Abstract
Purpose :
To investigate the functional role of melatonin type 2 (MT2) receptor expression and therapeutic efficacy of MT2 agonist for corneal epithelial damage induced by blue light (BL) exposure in mice model
Methods :
In part I, Eight-week-old C57BL/6 mice were exposed to BL of 25 and 100 J/cm2 twice a day for 14 days. Expressions of MT2, LC3-II, p62, and BAX in corneas were analyzed after 3, 7, and 14 days of blue light exposure. In part II, mice were divided into untreated, BL-exposed, MT2 antagonist-treated mice exposed to BL, and MT2 agonist-treated mice exposed to BL. 2',7'-dichlorodihydrofluorescein diacetate (DCF-DA), TUNEL assay, and corneal staining score were evaluated.
Results :
After exposing of BL, expression of MT2 was increased in the mice's cornea.

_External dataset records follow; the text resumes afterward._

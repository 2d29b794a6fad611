//! The account store: lifecycle state, the account map, and the three core operations
//! (`create_account`, `is_valid_login`, `unlock`).

use std::collections::BTreeMap;

use sha2::{Digest, Sha256};

use zeroize::Zeroize;

use crate::bytes::{ct_eq, xor};
use crate::error::Error;
use crate::icb;
use crate::record::{AccountRecord, BOOTSTRAP_SHARE, SALT_LEN, SHIELDED_SHARE};
use crate::secret::{create_secret, verify_secret, Fingerprint, Secret};
use crate::share::ShareEngine;

/// A `(username, record index)` reference into a locked store's account map, recording where a
/// bootstrap record lives so it can be re-encoded by index on unlock. Replaces the cyclic
/// back-references of the construction this is modeled on.
type BootstrapRef = (String, usize);

/// The store's lifecycle state. Locked and unlocked are mutually exclusive: a locked store has no
/// shielded key or share engine to speak of, and an unlocked one has no bootstrap ledger left to
/// replay.
enum State {
    Locked { bootstrap_ledger: Vec<BootstrapRef> },
    Unlocked { shielded_key: Secret, share_engine: ShareEngine },
}

/// The in-memory store. Construct via [`Store::new_fresh`] or [`Store::new_from_file`]; see
/// [`crate`] for the facade that also wires up persistence.
pub struct Store {
    threshold: u8,
    isolated_check_bits: u8,
    next_share: u16,
    accounts: BTreeMap<String, Vec<AccountRecord>>,
    fingerprint: Fingerprint,
    state: State,
}

fn salted_hash(salt: &[u8; SALT_LEN], password: &[u8]) -> [u8; 32] {
    let mut hasher = Sha256::new();
    hasher.update(salt);
    hasher.update(password);
    hasher.finalize().into()
}

fn random_salt() -> [u8; SALT_LEN] {
    use rand::RngCore;
    let mut salt = [0u8; SALT_LEN];
    rand::thread_rng().fill_bytes(&mut salt);
    salt
}

impl Store {
    /// Creates a fresh store: a new random secret and fingerprint, no accounts, unlocked from the
    /// start.
    pub fn new_fresh(threshold: u8, isolated_check_bits: u8) -> Result<Self, Error> {
        validate_params(threshold, isolated_check_bits)?;
        let (secret, fingerprint) = create_secret();
        let share_engine = ShareEngine::new_unlocked(threshold, secret.as_bytes());
        log::debug!("created fresh store (k={threshold}, b={isolated_check_bits})");
        Ok(Store {
            threshold,
            isolated_check_bits,
            next_share: 1,
            accounts: BTreeMap::new(),
            fingerprint,
            state: State::Unlocked { shielded_key: secret, share_engine },
        })
    }

    /// Rebuilds a locked store from its parsed-out parts: the fingerprint, isolated-check bits,
    /// and the account map. `next_share` is recomputed as one more than the greatest protector
    /// share number found, clamped to 255 when no protector records exist.
    pub(crate) fn from_parts(
        threshold: u8,
        isolated_check_bits: u8,
        fingerprint: Fingerprint,
        accounts: BTreeMap<String, Vec<AccountRecord>>,
    ) -> Result<Self, Error> {
        validate_params(threshold, isolated_check_bits)?;

        let mut next_share: u16 = 1;
        let mut bootstrap_ledger = Vec::new();
        for (username, records) in &accounts {
            for (index, record) in records.iter().enumerate() {
                if record.is_bootstrap() {
                    bootstrap_ledger.push((username.clone(), index));
                } else if let Some(sn) = record.protector_share() {
                    next_share = next_share.max(sn as u16 + 1);
                }
            }
        }
        next_share = next_share.min(255);

        log::debug!(
            "loaded locked store (k={threshold}, b={isolated_check_bits}, {} users, {} bootstrap)",
            accounts.len(),
            bootstrap_ledger.len()
        );
        Ok(Store {
            threshold,
            isolated_check_bits,
            next_share,
            accounts,
            fingerprint,
            state: State::Locked { bootstrap_ledger },
        })
    }

    pub fn isolated_check_bits(&self) -> u8 {
        self.isolated_check_bits
    }

    pub fn fingerprint(&self) -> Fingerprint {
        self.fingerprint
    }

    pub(crate) fn accounts(&self) -> &BTreeMap<String, Vec<AccountRecord>> {
        &self.accounts
    }

    pub(crate) fn next_share(&self) -> u16 {
        self.next_share
    }

    /// `write_password_data` is only meaningful once enough protector shares exist to recover the
    /// secret later; this mirrors that precondition for callers that want to check before writing.
    pub(crate) fn has_enough_shares_to_persist(&self) -> bool {
        self.next_share > self.threshold as u16
    }

    pub fn create_account(&mut self, username: &str, password: &[u8], shares: u8) -> Result<(), Error> {
        if self.accounts.contains_key(username) {
            return Err(Error::DuplicateUser);
        }
        if self.next_share as u16 + shares as u16 > 255 {
            return Err(Error::ShareExhausted);
        }

        let records = match (&self.state, shares) {
            (State::Locked { .. }, 0) => {
                let salt = random_salt();
                let h = salted_hash(&salt, password);
                vec![AccountRecord {
                    share_number: BOOTSTRAP_SHARE,
                    salt,
                    passhash: h.to_vec(),
                }]
            }
            (State::Locked { .. }, _) => return Err(Error::BootstrapOnly),
            (State::Unlocked { shielded_key, .. }, 0) => {
                let salt = random_salt();
                let h = salted_hash(&salt, password);
                let core = crate::aes_ecb::encrypt(shielded_key.as_bytes(), &h);
                let mut passhash = core.to_vec();
                passhash.extend_from_slice(&icb::compute(&h, self.isolated_check_bits));
                vec![AccountRecord {
                    share_number: SHIELDED_SHARE,
                    salt,
                    passhash,
                }]
            }
            (State::Unlocked { share_engine, .. }, shares) => {
                let start = self.next_share as u8;
                let mut records = Vec::with_capacity(shares as usize);
                for offset in 0..shares {
                    let x = start + offset;
                    let salt = random_salt();
                    let h = salted_hash(&salt, password);
                    let share_bytes = share_engine
                        .compute_share(x)
                        .expect("share engine is unlocked in this branch");
                    let mut passhash = xor(&h, &share_bytes);
                    passhash.extend_from_slice(&icb::compute(&h, self.isolated_check_bits));
                    records.push(AccountRecord {
                        share_number: x,
                        salt,
                        passhash,
                    });
                }
                records
            }
        };

        let is_bootstrap = matches!(self.state, State::Locked { .. });
        self.accounts.insert(username.to_string(), records);
        if is_bootstrap {
            if let State::Locked { bootstrap_ledger } = &mut self.state {
                bootstrap_ledger.push((username.to_string(), 0));
            }
        } else if shares > 0 {
            self.next_share += shares as u16;
        }
        log::debug!("created account {username:?} ({shares} share(s))");
        Ok(())
    }

    pub fn is_valid_login(&self, username: &str, password: &[u8]) -> Result<bool, Error> {
        if matches!(self.state, State::Locked { .. }) && self.isolated_check_bits == 0 {
            return Err(Error::StillBootstrapping);
        }
        let records = self.accounts.get(username).ok_or(Error::UnknownUser)?;

        for record in records {
            let h = salted_hash(&record.salt, password);

            if record.is_bootstrap() {
                return Ok(ct_eq(&h, &record.passhash));
            }

            match &self.state {
                State::Locked { .. } => {
                    let icb = icb::compute(&h, self.isolated_check_bits);
                    return Ok(ct_eq(&icb, record.icb_suffix()));
                }
                State::Unlocked { shielded_key, share_engine } => {
                    let core = record.core();
                    let icb_match = ct_eq(&icb::compute(&h, self.isolated_check_bits), record.icb_suffix());
                    let valid = if record.is_shielded() {
                        ct_eq(&crate::aes_ecb::encrypt(shielded_key.as_bytes(), &h), core)
                    } else {
                        let share_number =
                            record.protector_share().expect("classified neither bootstrap nor shielded above");
                        let candidate = xor(&h, core);
                        let mut candidate_arr = [0u8; 32];
                        candidate_arr.copy_from_slice(&candidate);
                        share_engine.is_valid_share(share_number, &candidate_arr)
                    };
                    if valid {
                        return Ok(true);
                    }
                    if icb_match {
                        log::warn!("break-in suspected: ICB matched but full verification failed for {username:?}");
                    }
                }
            }
        }
        Ok(false)
    }

    pub fn unlock(&mut self, logins: &[(String, Vec<u8>)]) -> Result<(), Error> {
        let bootstrap_ledger = match &self.state {
            State::Unlocked { .. } => return Err(Error::AlreadyUnlocked),
            State::Locked { bootstrap_ledger } => bootstrap_ledger.clone(),
        };

        let mut candidate_shares: Vec<(u8, [u8; 32])> = Vec::new();
        for (username, password) in logins {
            let records = self.accounts.get(username).ok_or(Error::UnknownUser)?;
            for record in records {
                if record.is_bootstrap() || record.is_shielded() {
                    continue;
                }
                let h = salted_hash(&record.salt, password);
                let candidate = xor(&h, record.core());
                let mut arr = [0u8; 32];
                arr.copy_from_slice(&candidate);
                let share_number = record.protector_share().expect("protector record");
                candidate_shares.push((share_number, arr));
            }
        }

        let mut engine = ShareEngine::new_locked(self.threshold);
        let mut recovered = engine.recover_secretdata(&candidate_shares)?;

        if !verify_secret(&recovered, &self.fingerprint) {
            recovered.zeroize();
            return Err(Error::BadUnlock);
        }
        let shielded_key = Secret(recovered);
        recovered.zeroize();

        for (username, index) in &bootstrap_ledger {
            let record = self
                .accounts
                .get_mut(username)
                .and_then(|records| records.get_mut(*index))
                .expect("bootstrap ledger entries reference existing records");
            let mut old_hash = [0u8; 32];
            old_hash.copy_from_slice(&record.passhash);
            let core = crate::aes_ecb::encrypt(shielded_key.as_bytes(), &old_hash);
            let mut new_passhash = core.to_vec();
            new_passhash.extend_from_slice(&icb::compute(&old_hash, self.isolated_check_bits));
            record.share_number = SHIELDED_SHARE;
            record.passhash = new_passhash;
        }

        self.state = State::Unlocked { shielded_key, share_engine: engine };
        log::debug!("store unlocked ({} bootstrap record(s) re-encoded)", bootstrap_ledger.len());
        Ok(())
    }
}

fn validate_params(threshold: u8, isolated_check_bits: u8) -> Result<(), Error> {
    if threshold == 0 {
        return Err(Error::ShareExhausted);
    }
    if isolated_check_bits > crate::icb::MAX_ICB_BYTES {
        return Err(Error::ShareExhausted);
    }
    Ok(())
}
impl MergedDefinition {
    fn new(name: &str) -> Self {
        Self {
            name: name.to_string(),
            kind: None,
            constructor: None,
            constructor_args: BTreeMap::new(),
            properties: BTreeMap::new(),
            scope: Scope::Singleton,
            lazy_init: false,
            primary: false,
            autowire_candidate: true,
            depends_on: Vec::new(),
            is_abstract: false,
            role: Role::Application,
            description: None,
            source: None,
            chain: Vec::new(),
        }
    }

    /// Applies one raw definition on top of what has been merged so far.
    fn apply(&mut self, definition: &BeanDefinition) {
        if let Some(kind) = definition.kind() {
            self.kind = Some(kind.clone());
        }
        if let Some(constructor) = definition.constructor() {
            self.constructor = Some(constructor.to_string());
        }
        for (index, value) in definition.constructor_args() {
            self.constructor_args.insert(*index, value.clone());
        }
        for (name, value) in definition.properties() {
            self.properties.insert(name.clone(), value.clone());
        }
        if let Some(scope) = definition.scope() {
            self.scope = scope.clone();
        }
        if let Some(lazy) = definition.lazy_init() {
            self.lazy_init = lazy;
        }
        if let Some(primary) = definition.primary() {
            self.primary = primary;
        }
        if let Some(candidate) = definition.autowire_candidate() {
            self.autowire_candidate = candidate;
        }
        for name in definition.depends_on() {
            if !self.depends_on.contains(name) {
                self.depends_on.push(name.clone());
            }
        }
        if let Some(role) = definition.role() {
            self.role = role;
        }
        if let Some(description) = definition.description() {
            self.description = Some(description.to_string());
        }
        if let Some(source) = definition.source() {
            self.source = Some(source.to_string());
        }
    }

    pub fn name(&self) -> &str {
        &self.name
    }

    pub fn kind(&self) -> Option<&BeanKind> {
        self.kind.as_ref()
    }

    pub fn constructor(&self) -> Option<&str> {
        self.constructor.as_deref()
    }

    pub fn constructor_args(&self) -> &BTreeMap<usize, ValueSpec> {
        &self.constructor_args
    }

    pub fn properties(&self) -> &BTreeMap<String, ValueSpec> {
        &self.properties
    }

    pub fn scope(&self) -> &Scope {
        &self.scope
    }

    pub fn lazy_init(&self) -> bool {
        self.lazy_init
    }

    pub fn primary(&self) -> bool {
        self.primary
    }

    pub fn autowire_candidate(&self) -> bool {
        self.autowire_candidate
    }

    pub fn depends_on(&self) -> &[String] {
        &self.depends_on
    }

    pub fn is_abstract(&self) -> bool {
        self.is_abstract
    }

    pub fn role(&self) -> Role {
        self.role
    }

    pub fn description(&self) -> Option<&str> {
        self.description.as_deref()
    }

    pub fn source(&self) -> Option<&str> {
        self.source.as_deref()
    }

    /// The bean name followed by its ancestors, nearest first.
    pub fn chain(&self) -> &[String] {
        &self.chain
    }

    // ── Adjustments for definition post-processors ──

    pub fn set_property(&mut self, name: impl Into<String>, value: ValueSpec) {
        self.properties.insert(name.into(), value);
    }

    pub fn remove_property(&mut self, name: &str) -> Option<ValueSpec> {
        self.properties.remove(name)
    }

    pub fn set_arg(&mut self, index: usize, value: ValueSpec) {
        self.constructor_args.insert(index, value);
    }

    pub fn set_scope(&mut self, scope: impl Into<Scope>) {
        self.scope = scope.into();
    }

    pub fn set_lazy_init(&mut self, lazy: bool) {
        self.lazy_init = lazy;
    }

    pub fn set_primary(&mut self, primary: bool) {
        self.primary = primary;
    }

    pub fn set_autowire_candidate(&mut self, candidate: bool) {
        self.autowire_candidate = candidate;
    }

    pub fn add_depends_on(&mut self, name: impl Into<String>) {
        let name = name.into();
        if !self.depends_on.contains(&name) {
            self.depends_on.push(name);
        }
    }

    pub fn set_description(&mut self, description: impl Into<String>) {
        self.description = Some(description.into());
    }
}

MT2 antagonist-treated mice exposed to BL showed an increased p62 and increased LC3-II, and decreased BAX compared with mice exposed to BL only. In MT2 agonist-treated mice, ROS production, corneal apoptosis, and corneal staining score were improved compared with other groups.
Conclusions :
Expression of MT2 could be involved in BL-related corneal epithelial damage through regulating apoptosis and impaired autophagy responses. Topical MT2 agonist could effectively improve corneal staining score and oxidative damage of cornea in BL-exposed mice.
This abstract was presented at the 2023 ARVO Annual Meeting, held in New Orleans, LA, April 23-27, 2023.